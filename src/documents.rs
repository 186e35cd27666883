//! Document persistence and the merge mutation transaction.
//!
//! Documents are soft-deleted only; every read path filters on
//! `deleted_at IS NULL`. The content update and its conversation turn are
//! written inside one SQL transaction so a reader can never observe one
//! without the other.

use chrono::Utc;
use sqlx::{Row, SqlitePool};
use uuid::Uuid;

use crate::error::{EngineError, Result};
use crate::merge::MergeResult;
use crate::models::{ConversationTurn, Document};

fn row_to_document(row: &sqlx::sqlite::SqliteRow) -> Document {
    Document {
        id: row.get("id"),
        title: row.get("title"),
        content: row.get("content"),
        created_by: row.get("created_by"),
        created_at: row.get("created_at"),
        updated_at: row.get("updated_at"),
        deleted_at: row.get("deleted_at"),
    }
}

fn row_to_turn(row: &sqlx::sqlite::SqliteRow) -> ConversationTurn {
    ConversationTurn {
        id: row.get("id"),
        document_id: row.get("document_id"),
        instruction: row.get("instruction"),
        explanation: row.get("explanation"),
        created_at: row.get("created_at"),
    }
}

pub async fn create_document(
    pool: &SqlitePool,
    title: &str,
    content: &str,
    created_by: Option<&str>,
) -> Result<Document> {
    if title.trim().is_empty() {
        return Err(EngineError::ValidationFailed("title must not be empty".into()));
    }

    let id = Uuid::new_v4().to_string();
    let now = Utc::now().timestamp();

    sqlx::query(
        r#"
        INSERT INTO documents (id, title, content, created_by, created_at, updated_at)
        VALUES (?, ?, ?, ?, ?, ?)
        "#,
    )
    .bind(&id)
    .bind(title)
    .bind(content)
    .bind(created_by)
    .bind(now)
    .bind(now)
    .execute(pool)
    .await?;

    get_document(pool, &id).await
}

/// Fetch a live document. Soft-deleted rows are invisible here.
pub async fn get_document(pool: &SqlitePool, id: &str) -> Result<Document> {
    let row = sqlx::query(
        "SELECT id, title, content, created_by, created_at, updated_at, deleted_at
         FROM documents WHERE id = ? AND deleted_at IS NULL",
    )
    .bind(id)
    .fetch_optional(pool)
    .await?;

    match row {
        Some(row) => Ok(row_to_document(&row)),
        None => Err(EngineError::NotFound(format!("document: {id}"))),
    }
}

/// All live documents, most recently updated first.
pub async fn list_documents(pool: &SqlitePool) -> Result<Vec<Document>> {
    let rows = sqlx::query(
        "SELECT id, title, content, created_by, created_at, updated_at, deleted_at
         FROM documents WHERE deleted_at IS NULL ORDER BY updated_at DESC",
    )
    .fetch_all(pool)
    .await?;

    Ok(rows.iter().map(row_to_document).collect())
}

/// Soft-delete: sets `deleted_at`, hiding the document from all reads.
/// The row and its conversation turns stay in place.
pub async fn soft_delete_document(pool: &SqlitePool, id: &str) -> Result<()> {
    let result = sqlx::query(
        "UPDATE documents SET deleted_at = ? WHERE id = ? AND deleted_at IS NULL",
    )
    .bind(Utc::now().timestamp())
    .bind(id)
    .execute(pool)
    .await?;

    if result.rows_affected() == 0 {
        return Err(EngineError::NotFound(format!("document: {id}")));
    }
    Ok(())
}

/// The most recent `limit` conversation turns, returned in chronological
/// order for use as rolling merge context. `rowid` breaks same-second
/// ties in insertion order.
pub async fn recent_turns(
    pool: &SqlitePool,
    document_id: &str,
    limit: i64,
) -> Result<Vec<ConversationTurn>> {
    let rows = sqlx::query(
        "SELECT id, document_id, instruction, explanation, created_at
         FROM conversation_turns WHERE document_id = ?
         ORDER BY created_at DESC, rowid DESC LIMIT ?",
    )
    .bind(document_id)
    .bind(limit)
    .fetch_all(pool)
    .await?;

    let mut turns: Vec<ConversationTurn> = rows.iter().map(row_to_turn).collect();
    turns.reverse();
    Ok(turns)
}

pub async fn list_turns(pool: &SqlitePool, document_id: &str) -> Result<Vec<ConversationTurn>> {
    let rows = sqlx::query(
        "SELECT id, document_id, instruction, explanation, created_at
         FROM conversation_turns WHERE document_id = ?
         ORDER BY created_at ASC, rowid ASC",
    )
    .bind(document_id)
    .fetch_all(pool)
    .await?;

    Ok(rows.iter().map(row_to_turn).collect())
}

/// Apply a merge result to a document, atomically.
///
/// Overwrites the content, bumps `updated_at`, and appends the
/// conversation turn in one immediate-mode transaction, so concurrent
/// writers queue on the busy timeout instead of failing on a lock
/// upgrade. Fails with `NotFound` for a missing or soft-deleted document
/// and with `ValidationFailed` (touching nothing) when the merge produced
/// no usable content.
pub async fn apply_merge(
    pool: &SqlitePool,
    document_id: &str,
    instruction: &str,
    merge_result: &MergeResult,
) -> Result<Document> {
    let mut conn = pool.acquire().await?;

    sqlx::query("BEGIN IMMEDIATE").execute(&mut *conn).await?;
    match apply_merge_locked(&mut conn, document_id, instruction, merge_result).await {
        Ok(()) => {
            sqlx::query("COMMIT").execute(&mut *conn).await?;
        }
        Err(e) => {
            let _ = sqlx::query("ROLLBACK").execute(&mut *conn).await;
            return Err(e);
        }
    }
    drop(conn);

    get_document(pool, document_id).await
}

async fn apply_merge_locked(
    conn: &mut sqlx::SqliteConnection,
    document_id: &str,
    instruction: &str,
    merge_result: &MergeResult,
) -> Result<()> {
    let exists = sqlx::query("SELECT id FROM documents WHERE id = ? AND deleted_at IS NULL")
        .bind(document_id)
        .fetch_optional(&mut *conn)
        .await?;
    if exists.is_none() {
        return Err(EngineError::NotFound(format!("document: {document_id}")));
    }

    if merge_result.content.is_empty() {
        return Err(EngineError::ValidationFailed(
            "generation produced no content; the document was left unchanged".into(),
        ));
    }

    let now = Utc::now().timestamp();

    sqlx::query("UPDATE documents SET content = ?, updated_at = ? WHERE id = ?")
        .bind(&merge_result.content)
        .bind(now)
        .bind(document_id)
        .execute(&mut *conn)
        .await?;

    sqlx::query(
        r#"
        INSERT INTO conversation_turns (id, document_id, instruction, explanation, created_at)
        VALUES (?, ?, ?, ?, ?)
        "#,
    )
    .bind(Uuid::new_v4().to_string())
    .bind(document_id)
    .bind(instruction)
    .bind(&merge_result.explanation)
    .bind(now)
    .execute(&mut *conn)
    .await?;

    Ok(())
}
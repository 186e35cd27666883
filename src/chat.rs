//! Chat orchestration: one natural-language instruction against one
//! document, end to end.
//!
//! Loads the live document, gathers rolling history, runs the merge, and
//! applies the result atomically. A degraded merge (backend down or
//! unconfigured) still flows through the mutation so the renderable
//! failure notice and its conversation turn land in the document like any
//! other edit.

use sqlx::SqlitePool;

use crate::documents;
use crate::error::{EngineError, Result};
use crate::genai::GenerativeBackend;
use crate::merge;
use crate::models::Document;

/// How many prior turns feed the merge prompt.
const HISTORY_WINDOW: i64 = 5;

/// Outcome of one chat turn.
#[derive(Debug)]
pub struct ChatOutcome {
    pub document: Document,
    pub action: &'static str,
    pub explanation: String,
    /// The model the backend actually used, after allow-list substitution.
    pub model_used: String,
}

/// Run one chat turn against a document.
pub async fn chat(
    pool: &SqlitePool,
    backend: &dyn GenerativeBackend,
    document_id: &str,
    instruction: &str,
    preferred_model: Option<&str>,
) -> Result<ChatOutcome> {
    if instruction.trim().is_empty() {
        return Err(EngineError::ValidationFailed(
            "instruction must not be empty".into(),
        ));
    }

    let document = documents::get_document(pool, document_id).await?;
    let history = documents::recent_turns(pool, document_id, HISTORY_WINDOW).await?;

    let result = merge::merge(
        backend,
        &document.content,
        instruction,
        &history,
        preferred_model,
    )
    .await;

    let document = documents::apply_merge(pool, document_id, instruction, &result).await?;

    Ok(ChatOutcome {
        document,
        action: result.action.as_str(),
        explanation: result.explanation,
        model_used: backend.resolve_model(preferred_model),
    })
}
--------------------------------------------------
--- Prompt ---
Going through the entries above, tally each line that has the word "Uuid". Answer with the number only.

--- Solution to this problem ---
3